§ **THE TASK**
From the entries, return every line where the string "UnsupportedAlgorithm" shows up.

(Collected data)
---*---

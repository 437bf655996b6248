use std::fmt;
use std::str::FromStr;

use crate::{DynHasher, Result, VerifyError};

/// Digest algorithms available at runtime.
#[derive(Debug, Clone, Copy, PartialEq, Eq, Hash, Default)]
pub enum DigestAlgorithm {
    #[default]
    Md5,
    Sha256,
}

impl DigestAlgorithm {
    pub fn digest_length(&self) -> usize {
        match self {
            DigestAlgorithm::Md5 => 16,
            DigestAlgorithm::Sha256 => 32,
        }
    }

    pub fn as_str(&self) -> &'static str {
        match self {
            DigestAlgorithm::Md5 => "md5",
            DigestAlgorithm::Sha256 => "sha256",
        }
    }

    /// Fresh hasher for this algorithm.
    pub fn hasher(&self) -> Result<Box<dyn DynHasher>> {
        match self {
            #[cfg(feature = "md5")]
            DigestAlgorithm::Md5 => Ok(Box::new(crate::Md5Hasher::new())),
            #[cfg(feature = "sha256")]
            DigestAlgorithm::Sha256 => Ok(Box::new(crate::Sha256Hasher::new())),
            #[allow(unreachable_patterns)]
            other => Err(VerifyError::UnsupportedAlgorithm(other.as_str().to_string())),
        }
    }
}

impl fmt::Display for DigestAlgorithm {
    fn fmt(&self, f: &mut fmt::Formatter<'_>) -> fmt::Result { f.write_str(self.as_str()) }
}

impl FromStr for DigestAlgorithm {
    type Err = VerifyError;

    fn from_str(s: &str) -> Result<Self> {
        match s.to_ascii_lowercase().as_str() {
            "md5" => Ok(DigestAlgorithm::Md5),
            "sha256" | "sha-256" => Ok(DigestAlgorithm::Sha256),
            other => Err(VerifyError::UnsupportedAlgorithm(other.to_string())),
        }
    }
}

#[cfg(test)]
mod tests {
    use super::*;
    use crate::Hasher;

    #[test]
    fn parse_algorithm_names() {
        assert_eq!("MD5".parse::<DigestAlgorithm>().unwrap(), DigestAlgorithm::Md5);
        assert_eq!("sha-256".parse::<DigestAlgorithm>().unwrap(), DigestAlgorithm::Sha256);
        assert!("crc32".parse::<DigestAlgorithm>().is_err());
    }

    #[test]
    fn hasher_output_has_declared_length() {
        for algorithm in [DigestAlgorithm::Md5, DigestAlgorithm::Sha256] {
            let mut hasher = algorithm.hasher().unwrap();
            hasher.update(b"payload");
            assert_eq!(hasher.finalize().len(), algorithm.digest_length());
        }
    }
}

---*---

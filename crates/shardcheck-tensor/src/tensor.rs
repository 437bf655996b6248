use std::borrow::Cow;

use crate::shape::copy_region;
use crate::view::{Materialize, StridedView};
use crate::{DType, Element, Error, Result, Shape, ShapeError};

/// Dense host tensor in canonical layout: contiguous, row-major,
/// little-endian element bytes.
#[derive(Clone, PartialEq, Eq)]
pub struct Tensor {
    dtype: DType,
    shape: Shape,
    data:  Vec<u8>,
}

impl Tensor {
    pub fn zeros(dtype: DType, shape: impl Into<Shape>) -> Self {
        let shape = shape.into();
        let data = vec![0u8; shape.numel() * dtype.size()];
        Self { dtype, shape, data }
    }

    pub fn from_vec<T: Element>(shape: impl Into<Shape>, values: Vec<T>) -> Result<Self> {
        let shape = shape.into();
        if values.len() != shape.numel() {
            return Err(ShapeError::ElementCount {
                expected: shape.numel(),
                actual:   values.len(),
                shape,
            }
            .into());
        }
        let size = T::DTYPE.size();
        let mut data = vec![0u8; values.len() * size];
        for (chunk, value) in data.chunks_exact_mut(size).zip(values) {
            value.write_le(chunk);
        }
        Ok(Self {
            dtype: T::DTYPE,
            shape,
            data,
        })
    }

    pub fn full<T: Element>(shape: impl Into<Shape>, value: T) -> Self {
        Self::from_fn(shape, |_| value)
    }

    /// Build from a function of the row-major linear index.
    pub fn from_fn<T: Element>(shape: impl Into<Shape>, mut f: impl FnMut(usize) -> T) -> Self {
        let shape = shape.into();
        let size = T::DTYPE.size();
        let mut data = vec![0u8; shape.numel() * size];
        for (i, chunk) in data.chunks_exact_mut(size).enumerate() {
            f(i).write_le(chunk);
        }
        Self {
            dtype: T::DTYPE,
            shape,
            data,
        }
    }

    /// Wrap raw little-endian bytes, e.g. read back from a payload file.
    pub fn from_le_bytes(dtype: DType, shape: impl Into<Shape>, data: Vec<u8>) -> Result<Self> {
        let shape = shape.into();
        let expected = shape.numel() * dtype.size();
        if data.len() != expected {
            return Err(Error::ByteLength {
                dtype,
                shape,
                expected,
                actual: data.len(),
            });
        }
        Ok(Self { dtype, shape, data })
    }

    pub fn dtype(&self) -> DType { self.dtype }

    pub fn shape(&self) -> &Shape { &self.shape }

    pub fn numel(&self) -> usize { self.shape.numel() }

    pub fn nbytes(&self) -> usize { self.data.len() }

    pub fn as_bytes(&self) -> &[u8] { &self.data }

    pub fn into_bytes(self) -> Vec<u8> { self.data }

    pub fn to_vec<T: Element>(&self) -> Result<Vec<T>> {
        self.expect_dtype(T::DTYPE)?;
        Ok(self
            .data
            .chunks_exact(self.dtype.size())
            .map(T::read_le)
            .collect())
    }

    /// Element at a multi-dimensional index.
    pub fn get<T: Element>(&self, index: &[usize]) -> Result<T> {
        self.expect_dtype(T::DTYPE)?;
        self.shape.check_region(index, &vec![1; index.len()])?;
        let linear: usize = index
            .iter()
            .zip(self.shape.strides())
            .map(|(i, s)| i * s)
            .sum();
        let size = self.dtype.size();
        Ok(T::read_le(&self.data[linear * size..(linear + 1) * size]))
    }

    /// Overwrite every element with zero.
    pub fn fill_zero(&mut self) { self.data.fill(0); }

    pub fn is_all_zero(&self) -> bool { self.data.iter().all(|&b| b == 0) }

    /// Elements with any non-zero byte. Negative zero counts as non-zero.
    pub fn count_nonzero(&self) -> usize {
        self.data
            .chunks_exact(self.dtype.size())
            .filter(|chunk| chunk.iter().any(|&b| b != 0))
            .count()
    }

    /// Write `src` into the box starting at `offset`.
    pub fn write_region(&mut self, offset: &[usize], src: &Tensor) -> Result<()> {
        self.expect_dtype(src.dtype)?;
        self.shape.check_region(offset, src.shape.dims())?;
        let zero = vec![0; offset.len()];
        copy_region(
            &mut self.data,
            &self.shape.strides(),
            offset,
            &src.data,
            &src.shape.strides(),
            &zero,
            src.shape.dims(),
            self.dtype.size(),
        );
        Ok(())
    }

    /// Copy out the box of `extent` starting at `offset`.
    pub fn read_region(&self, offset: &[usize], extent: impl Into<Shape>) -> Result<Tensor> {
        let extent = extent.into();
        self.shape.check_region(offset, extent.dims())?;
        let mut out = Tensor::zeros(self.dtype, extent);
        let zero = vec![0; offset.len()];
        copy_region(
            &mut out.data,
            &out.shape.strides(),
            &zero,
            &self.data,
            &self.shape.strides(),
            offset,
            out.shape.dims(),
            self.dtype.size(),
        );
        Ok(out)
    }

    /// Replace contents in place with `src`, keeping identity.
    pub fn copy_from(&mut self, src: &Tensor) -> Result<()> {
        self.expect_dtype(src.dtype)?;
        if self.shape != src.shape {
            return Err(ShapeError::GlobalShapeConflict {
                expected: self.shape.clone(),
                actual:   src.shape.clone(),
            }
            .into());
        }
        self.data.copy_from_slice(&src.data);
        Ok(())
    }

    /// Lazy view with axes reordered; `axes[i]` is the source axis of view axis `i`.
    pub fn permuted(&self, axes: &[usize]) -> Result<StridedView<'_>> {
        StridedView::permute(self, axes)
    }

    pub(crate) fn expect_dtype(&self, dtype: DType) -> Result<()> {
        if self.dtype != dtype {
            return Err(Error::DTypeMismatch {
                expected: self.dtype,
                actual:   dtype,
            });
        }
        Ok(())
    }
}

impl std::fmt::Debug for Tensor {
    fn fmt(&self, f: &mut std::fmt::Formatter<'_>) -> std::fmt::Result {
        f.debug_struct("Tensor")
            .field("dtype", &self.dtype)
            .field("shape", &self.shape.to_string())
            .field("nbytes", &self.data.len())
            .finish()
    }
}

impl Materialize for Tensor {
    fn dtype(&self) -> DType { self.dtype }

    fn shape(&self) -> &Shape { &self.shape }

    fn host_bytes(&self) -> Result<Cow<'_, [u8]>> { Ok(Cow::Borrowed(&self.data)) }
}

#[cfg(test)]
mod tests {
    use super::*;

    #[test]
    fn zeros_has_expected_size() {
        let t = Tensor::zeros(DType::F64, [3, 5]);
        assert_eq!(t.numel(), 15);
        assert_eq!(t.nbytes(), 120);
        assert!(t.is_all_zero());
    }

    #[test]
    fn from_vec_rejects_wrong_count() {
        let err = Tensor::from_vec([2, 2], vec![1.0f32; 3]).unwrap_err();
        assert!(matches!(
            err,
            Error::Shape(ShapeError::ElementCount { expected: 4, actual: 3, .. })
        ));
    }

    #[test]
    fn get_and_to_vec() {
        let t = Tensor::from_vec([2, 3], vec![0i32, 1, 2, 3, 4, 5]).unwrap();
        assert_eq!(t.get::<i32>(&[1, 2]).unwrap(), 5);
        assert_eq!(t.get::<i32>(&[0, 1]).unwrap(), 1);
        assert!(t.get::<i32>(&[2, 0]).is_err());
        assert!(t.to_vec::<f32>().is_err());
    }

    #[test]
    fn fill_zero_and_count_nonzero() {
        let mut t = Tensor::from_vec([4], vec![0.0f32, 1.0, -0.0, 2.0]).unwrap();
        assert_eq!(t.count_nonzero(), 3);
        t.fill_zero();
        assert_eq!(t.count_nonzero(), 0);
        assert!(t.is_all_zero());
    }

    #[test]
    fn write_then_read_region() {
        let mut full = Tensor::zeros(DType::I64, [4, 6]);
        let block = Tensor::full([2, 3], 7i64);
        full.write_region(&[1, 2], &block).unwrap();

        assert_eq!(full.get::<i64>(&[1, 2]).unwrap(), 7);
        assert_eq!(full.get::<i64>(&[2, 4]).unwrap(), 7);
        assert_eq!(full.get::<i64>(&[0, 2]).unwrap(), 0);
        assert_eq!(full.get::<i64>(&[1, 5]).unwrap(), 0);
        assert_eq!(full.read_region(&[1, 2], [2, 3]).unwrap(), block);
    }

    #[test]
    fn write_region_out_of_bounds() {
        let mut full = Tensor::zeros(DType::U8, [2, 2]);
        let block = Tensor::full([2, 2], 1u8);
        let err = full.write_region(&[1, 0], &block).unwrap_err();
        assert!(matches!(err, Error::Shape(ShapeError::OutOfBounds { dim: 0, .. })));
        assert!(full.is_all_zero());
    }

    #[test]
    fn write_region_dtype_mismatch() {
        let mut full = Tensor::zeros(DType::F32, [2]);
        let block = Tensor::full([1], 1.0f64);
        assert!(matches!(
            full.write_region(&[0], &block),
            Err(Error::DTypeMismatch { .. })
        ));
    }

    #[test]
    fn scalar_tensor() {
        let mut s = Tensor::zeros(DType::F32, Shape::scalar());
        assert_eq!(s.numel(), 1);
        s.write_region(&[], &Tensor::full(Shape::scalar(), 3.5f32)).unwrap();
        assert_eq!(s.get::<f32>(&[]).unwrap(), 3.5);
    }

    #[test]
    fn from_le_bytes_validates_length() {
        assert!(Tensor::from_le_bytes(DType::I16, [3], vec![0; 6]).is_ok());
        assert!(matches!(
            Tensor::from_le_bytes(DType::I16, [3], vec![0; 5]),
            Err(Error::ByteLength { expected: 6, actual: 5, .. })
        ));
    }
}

---*---

§ **RESULT FOR THIS TASK**
            other => Err(VerifyError::UnsupportedAlgorithm(other.as_str().to_string())),
            other => Err(VerifyError::UnsupportedAlgorithm(other.to_string())),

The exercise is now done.